-------- Data supplied
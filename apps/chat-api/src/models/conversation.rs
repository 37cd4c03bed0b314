//! Per-pair conversation summaries and their unread counters.

use chrono::{DateTime, Utc};
use diesel::prelude::*;
use serde::Serialize;
use utoipa::ToSchema;

use super::user::Identity;
use crate::db::schema::conversations;

/// Unordered pair of user ids, stored in sorted order so `(a, b)` and
/// `(b, a)` name the same conversation.
#[derive(Debug, Clone, PartialEq, Eq, Hash, PartialOrd, Ord)]
pub struct ConversationPair {
    low: String,
    high: String,
}

impl ConversationPair {
    pub fn new(a: &str, b: &str) -> Self {
        if a <= b {
            Self {
                low: a.to_string(),
                high: b.to_string(),
            }
        } else {
            Self {
                low: b.to_string(),
                high: a.to_string(),
            }
        }
    }

    pub fn low(&self) -> &str {
        &self.low
    }

    pub fn high(&self) -> &str {
        &self.high
    }

    /// Index of `user_id` in the pair: 0 for the low id, 1 for the high id.
    pub fn slot(&self, user_id: &str) -> Option<usize> {
        if user_id == self.low {
            Some(0)
        } else if user_id == self.high {
            Some(1)
        } else {
            None
        }
    }

    pub fn contains(&self, user_id: &str) -> bool {
        self.slot(user_id).is_some()
    }

    /// The other participant's id.
    pub fn counterpart(&self, user_id: &str) -> Option<&str> {
        match self.slot(user_id)? {
            0 => Some(&self.high),
            _ => Some(&self.low),
        }
    }
}

/// One side of a conversation.
#[derive(Debug, Clone, PartialEq, Eq)]
pub struct Participant {
    pub user_id: String,
    pub username: String,
    pub unread: i64,
}

/// Durable summary for one conversation pair.
///
/// `participants` is aligned with [`ConversationPair`] ordering: index 0 is
/// the low id. The unread counter lives on the participant it belongs to;
/// this is the only representation of unread state.
#[derive(Debug, Clone, PartialEq)]
pub struct ConversationSummary {
    pub participants: [Participant; 2],
    pub last_message: String,
    pub last_message_at: DateTime<Utc>,
}

impl ConversationSummary {
    /// Summary created by the first message in a pair.
    pub fn from_first_message(update: &SummaryUpdate) -> Self {
        let pair = update.pair();
        let make = |id: &str| {
            let identity = if id == update.sender.id {
                &update.sender
            } else {
                &update.recipient
            };
            Participant {
                user_id: identity.id.clone(),
                username: identity.username.clone(),
                unread: if id == update.recipient.id { 1 } else { 0 },
            }
        };
        Self {
            participants: [make(pair.low()), make(pair.high())],
            last_message: update.body.clone(),
            last_message_at: update.sent_at,
        }
    }

    /// Fold another message into an existing summary.
    pub fn apply(&mut self, update: &SummaryUpdate) {
        self.last_message = update.body.clone();
        self.last_message_at = update.sent_at;
        for participant in &mut self.participants {
            if participant.user_id == update.sender.id {
                participant.username = update.sender.username.clone();
            }
            if participant.user_id == update.recipient.id {
                participant.username = update.recipient.username.clone();
                participant.unread += 1;
            }
        }
    }

    pub fn pair(&self) -> ConversationPair {
        ConversationPair::new(&self.participants[0].user_id, &self.participants[1].user_id)
    }

    pub fn participant(&self, user_id: &str) -> Option<&Participant> {
        self.participants.iter().find(|p| p.user_id == user_id)
    }

    pub fn participant_mut(&mut self, user_id: &str) -> Option<&mut Participant> {
        self.participants.iter_mut().find(|p| p.user_id == user_id)
    }

    pub fn counterpart(&self, user_id: &str) -> Option<&Participant> {
        let slot = self.pair().slot(user_id)?;
        Some(&self.participants[1 - slot])
    }

    /// Unread count for `user_id`; zero for non-participants.
    pub fn unread_for(&self, user_id: &str) -> i64 {
        self.participant(user_id).map(|p| p.unread).unwrap_or(0)
    }

    /// Project the summary onto one participant's view.
    pub fn view_for(&self, user_id: &str) -> Option<ConversationView> {
        let other = self.counterpart(user_id)?;
        Some(ConversationView {
            with: other.username.clone(),
            with_user_id: other.user_id.clone(),
            last_message: self.last_message.clone(),
            last_message_time: self.last_message_at,
            unread_count: self.unread_for(user_id),
        })
    }
}

/// What a single direct message contributes to its pair's summary.
#[derive(Debug, Clone)]
pub struct SummaryUpdate {
    pub sender: Identity,
    pub recipient: Identity,
    pub body: String,
    pub sent_at: DateTime<Utc>,
}

impl SummaryUpdate {
    pub fn pair(&self) -> ConversationPair {
        ConversationPair::new(&self.sender.id, &self.recipient.id)
    }
}

/// A conversation as seen by one participant.
#[derive(Debug, Clone, PartialEq, Serialize, ToSchema)]
pub struct ConversationView {
    /// Counterpart username.
    pub with: String,
    pub with_user_id: String,
    pub last_message: String,
    pub last_message_time: DateTime<Utc>,
    pub unread_count: i64,
}

// ---------------------------------------------------------------------------
// Database rows
// ---------------------------------------------------------------------------

#[derive(Debug, Clone, Queryable, Selectable)]
#[diesel(table_name = conversations)]
pub struct ConversationRow {
    pub user_low: String,
    pub user_high: String,
    pub username_low: String,
    pub username_high: String,
    pub last_message: String,
    pub last_message_at: DateTime<Utc>,
    pub unread_low: i64,
    pub unread_high: i64,
}

impl From<ConversationRow> for ConversationSummary {
    fn from(row: ConversationRow) -> Self {
        Self {
            participants: [
                Participant {
                    user_id: row.user_low,
                    username: row.username_low,
                    unread: row.unread_low,
                },
                Participant {
                    user_id: row.user_high,
                    username: row.username_high,
                    unread: row.unread_high,
                },
            ],
            last_message: row.last_message,
            last_message_at: row.last_message_at,
        }
    }
}

/// Insert half of the summary upsert. Unread columns carry the increment.
#[derive(Debug, Insertable)]
#[diesel(table_name = conversations)]
pub struct NewConversation<'a> {
    pub user_low: &'a str,
    pub user_high: &'a str,
    pub username_low: &'a str,
    pub username_high: &'a str,
    pub last_message: &'a str,
    pub last_message_at: DateTime<Utc>,
    pub unread_low: i64,
    pub unread_high: i64,
}

impl<'a> NewConversation<'a> {
    pub fn from_update(update: &'a SummaryUpdate, pair: &'a ConversationPair) -> Self {
        let (low, high) = if pair.low() == update.sender.id {
            (&update.sender, &update.recipient)
        } else {
            (&update.recipient, &update.sender)
        };
        let recipient_is_low = low.id == update.recipient.id;
        Self {
            user_low: pair.low(),
            user_high: pair.high(),
            username_low: &low.username,
            username_high: &high.username,
            last_message: &update.body,
            last_message_at: update.sent_at,
            unread_low: i64::from(recipient_is_low),
            unread_high: i64::from(!recipient_is_low),
        }
    }
}

#[cfg(test)]
mod tests {
    use super::*;

    fn update(from: &Identity, to: &Identity, body: &str) -> SummaryUpdate {
        SummaryUpdate {
            sender: from.clone(),
            recipient: to.clone(),
            body: body.to_string(),
            sent_at: Utc::now(),
        }
    }

    #[test]
    fn pair_is_unordered() {
        let ab = ConversationPair::new("usr_a", "usr_b");
        let ba = ConversationPair::new("usr_b", "usr_a");
        assert_eq!(ab, ba);
        assert_eq!(ab.low(), "usr_a");
        assert_eq!(ab.counterpart("usr_a"), Some("usr_b"));
        assert_eq!(ab.counterpart("usr_b"), Some("usr_a"));
        assert_eq!(ab.counterpart("usr_c"), None);
    }

    #[test]
    fn first_message_counts_for_recipient_only() {
        let alice = Identity::new("usr_b", "alice");
        let bob = Identity::new("usr_a", "bob");
        let summary = ConversationSummary::from_first_message(&update(&alice, &bob, "hey"));

        assert_eq!(summary.participants[0].user_id, "usr_a");
        assert_eq!(summary.unread_for("usr_a"), 1);
        assert_eq!(summary.unread_for("usr_b"), 0);
        assert_eq!(summary.last_message, "hey");
    }

    #[test]
    fn apply_increments_recipient_and_moves_last_message() {
        let alice = Identity::new("usr_a", "alice");
        let bob = Identity::new("usr_b", "bob");
        let mut summary = ConversationSummary::from_first_message(&update(&alice, &bob, "one"));
        summary.apply(&update(&alice, &bob, "two"));
        summary.apply(&update(&bob, &alice, "three"));

        assert_eq!(summary.unread_for("usr_b"), 2);
        assert_eq!(summary.unread_for("usr_a"), 1);
        assert_eq!(summary.last_message, "three");
    }

    #[test]
    fn view_projects_counterpart() {
        let alice = Identity::new("usr_a", "alice");
        let bob = Identity::new("usr_b", "bob");
        let summary = ConversationSummary::from_first_message(&update(&alice, &bob, "hey"));

        let view = summary.view_for("usr_b").unwrap();
        assert_eq!(view.with, "alice");
        assert_eq!(view.unread_count, 1);
        assert_eq!(summary.view_for("usr_a").unwrap().unread_count, 0);
        assert!(summary.view_for("usr_z").is_none());
    }

    #[test]
    fn new_conversation_row_aligns_increment_with_recipient() {
        let alice = Identity::new("usr_a", "alice");
        let bob = Identity::new("usr_b", "bob");
        let u = update(&bob, &alice, "hi");
        let pair = u.pair();
        let row = NewConversation::from_update(&u, &pair);
        assert_eq!(row.username_low, "alice");
        assert_eq!(row.unread_low, 1);
        assert_eq!(row.unread_high, 0);
    }
}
----------------
What this task involves: In the records above, locate every line with the string "make" and copy it.

Completed task:
        let make = |id: &str| {
            participants: [make(pair.low()), make(pair.high())],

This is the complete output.